Но диаспора может быть культурной, потому что культура — это менее конфликтный вариант передачи эмоциональной энергии, в отличие от политики, которая всегда конфликтна, это всегда политика против кого-то. Да, в политике тоже есть огромный заряд эмоциональной энергии, но это энергия конфронтации. И это опасно. Политика — это борьба. Когда-то вы выигрываете, когда-то терпите поражение. Терпя поражение, можно потерять слишком многое…

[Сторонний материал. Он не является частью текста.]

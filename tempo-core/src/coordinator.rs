//! Mode transitions between Timer, Stopwatch and the clock overlay.
//!
//! Each concrete mode has one snapshot slot. Switching away from a mode
//! parks it in its slot; switching back thaws the slot with the time spent
//! away already accounted for. The overlay never stops the run underneath:
//! it freezes the active mode into a [`BackgroundSession`] that the
//! background poll keeps checking for expiry.

use chrono::{DateTime, Duration, Utc};
use serde::{Deserialize, Serialize};
use tracing::{debug, info};

use crate::clock::ClockSource;
use crate::engine::TimingEngine;
use crate::listener::Listener;
use crate::snapshot::{capture_elapsed, restore_elapsed, BackgroundSession, ModeSnapshot};
use crate::state::{Mode, Program, TimerState};

#[derive(Debug, Clone, Copy, PartialEq, Eq, Serialize, Deserialize)]
pub enum DisplayMode {
    Timer,
    Stopwatch,
    /// Current time of day shown over whichever mode is underneath.
    Passthrough,
}

impl From<Mode> for DisplayMode {
    fn from(mode: Mode) -> Self {
        match mode {
            Mode::Timer => DisplayMode::Timer,
            Mode::Stopwatch => DisplayMode::Stopwatch,
        }
    }
}

#[derive(Debug, Default)]
pub struct ModeCoordinator {
    timer_slot: Option<ModeSnapshot>,
    stopwatch_slot: Option<ModeSnapshot>,
    background: Option<BackgroundSession>,
    /// Duration a fresh Timer starts from.
    preset: Option<Duration>,
}

impl ModeCoordinator {
    pub fn new(preset: Option<Duration>) -> Self {
        Self {
            preset,
            ..Self::default()
        }
    }

    pub fn preset(&self) -> Option<Duration> {
        self.preset
    }

    pub fn set_preset(&mut self, preset: Duration) {
        self.preset = Some(preset);
    }

    pub fn display_mode(&self, state: &TimerState) -> DisplayMode {
        if state.is_passthrough() {
            DisplayMode::Passthrough
        } else {
            state.mode().into()
        }
    }

    pub fn background(&self) -> Option<&BackgroundSession> {
        self.background.as_ref()
    }

    /// The parked snapshot of a mode that is not displayed.
    pub fn parked(&self, mode: Mode) -> Option<&ModeSnapshot> {
        match mode {
            Mode::Timer => self.timer_slot.as_ref(),
            Mode::Stopwatch => self.stopwatch_slot.as_ref(),
        }
    }

    fn slot_mut(&mut self, mode: Mode) -> &mut Option<ModeSnapshot> {
        match mode {
            Mode::Timer => &mut self.timer_slot,
            Mode::Stopwatch => &mut self.stopwatch_slot,
        }
    }

    pub fn switch_mode<C: ClockSource, L: Listener>(
        &mut self,
        target: DisplayMode,
        state: &mut TimerState,
        engine: &mut TimingEngine<C, L>,
    ) {
        let current = self.display_mode(state);
        if current == target {
            return;
        }
        let now = engine.now();
        info!(from = ?current, to = ?target, "switching mode");

        let target_mode = match target {
            DisplayMode::Passthrough => {
                self.enter_passthrough(state, now);
                return;
            }
            DisplayMode::Timer => Mode::Timer,
            DisplayMode::Stopwatch => Mode::Stopwatch,
        };

        if state.is_passthrough() {
            self.leave_passthrough(state);
        } else {
            self.park(state, now);
        }
        self.enter(target_mode, state, engine, now);
    }

    fn park(&mut self, state: &TimerState, now: DateTime<Utc>) {
        let snapshot = capture_elapsed(state, now);
        debug!(mode = ?snapshot.mode, running = snapshot.running, elapsed_ms = snapshot.elapsed.num_milliseconds(), "parked");
        *self.slot_mut(state.mode()) = Some(snapshot);
    }

    fn enter<C: ClockSource, L: Listener>(
        &mut self,
        mode: Mode,
        state: &mut TimerState,
        engine: &mut TimingEngine<C, L>,
        now: DateTime<Utc>,
    ) {
        *state = match self.slot_mut(mode).take() {
            Some(snapshot) => {
                debug!(?mode, away_ms = (now - snapshot.captured_at).num_milliseconds(), "restoring");
                restore_elapsed(snapshot, now)
            }
            None => match mode {
                Mode::Timer => TimerState::timer(self.preset.map(Program::Flat)),
                Mode::Stopwatch => TimerState::stopwatch(),
            },
        };

        if state.is_running() && state.is_expired(now) {
            info!("countdown ran out while away");
            engine.handle_expiry(state, now);
        }
    }

    fn enter_passthrough(&mut self, state: &mut TimerState, now: DateTime<Utc>) {
        self.background = Some(BackgroundSession::capture(state, now));
        state.set_passthrough(true);
    }

    /// Hands the session back to its origin's slot; the caller then enters
    /// the target mode from that slot.
    fn leave_passthrough(&mut self, state: &mut TimerState) {
        state.set_passthrough(false);
        if let Some(session) = self.background.take() {
            let snapshot = session.into_snapshot();
            let origin = snapshot.mode;
            *self.slot_mut(origin) = Some(snapshot);
        }
    }

    /// One background poll: expiry detection for countdowns nobody is
    /// looking at. Nothing is rendered.
    pub fn background_tick<C: ClockSource, L: Listener>(&mut self, engine: &mut TimingEngine<C, L>) {
        let now = engine.now();
        if let Some(session) = self.background.as_mut() {
            engine.watch(session.snapshot_mut(), now);
        }
        if let Some(parked) = self.timer_slot.as_mut() {
            engine.watch(parked, now);
        }
    }

    /// Replaces the Timer program. From the Stopwatch this parks the
    /// stopwatch and brings the Timer up with the new program.
    pub fn load_timer(&mut self, program: Program, state: &mut TimerState, now: DateTime<Utc>) {
        if state.mode() == Mode::Stopwatch {
            self.park(state, now);
        }
        self.timer_slot = None;
        *state = TimerState::timer(Some(program));
    }

    /// True while some countdown is being tracked out of sight.
    pub fn has_unseen_countdown(&self) -> bool {
        let session_timer = self
            .background
            .as_ref()
            .map(|s| s.origin() == Mode::Timer && s.snapshot().running)
            .unwrap_or(false);
        let parked_timer = self.timer_slot.as_ref().map(|s| s.running).unwrap_or(false);
        session_timer || parked_timer
    }
}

“Всемирное армянство” пытается диаспору политически мобилизовать, произносятся речи. Я скептически к этому отношусь. Как социолог я знаю, что это не работает. Но одновременно как армянину мне бы очень хотелось, чтобы это сработало. И я как социолог начинаю думать: хорошо, а как бы это могло сработать? Да, конфликт… Великий классик социологии Эмиль Дюркгейм говорил, что конфликт с “чужими” лучше всего объединяет любое общество. Он же говорил, что очень важны общие ритуалы. Под ритуалом имеется в виду очень широкое понятие: футбольные состязания, парады, на которые выносятся флаги, церковные богослужения, общий стол по воскресеньям, когда люди вместе пируют, или просто прогулки по бульварам и кафе. Это традиция — это мы делали раньше и повторяем еще раз. Что такое традиция? Попросту то, что люди сделали больше, чем два раза, и им это показалось успешным, понравилось, поэтому они повторяют сделанное снова и снова, уже не особенно задумываясь.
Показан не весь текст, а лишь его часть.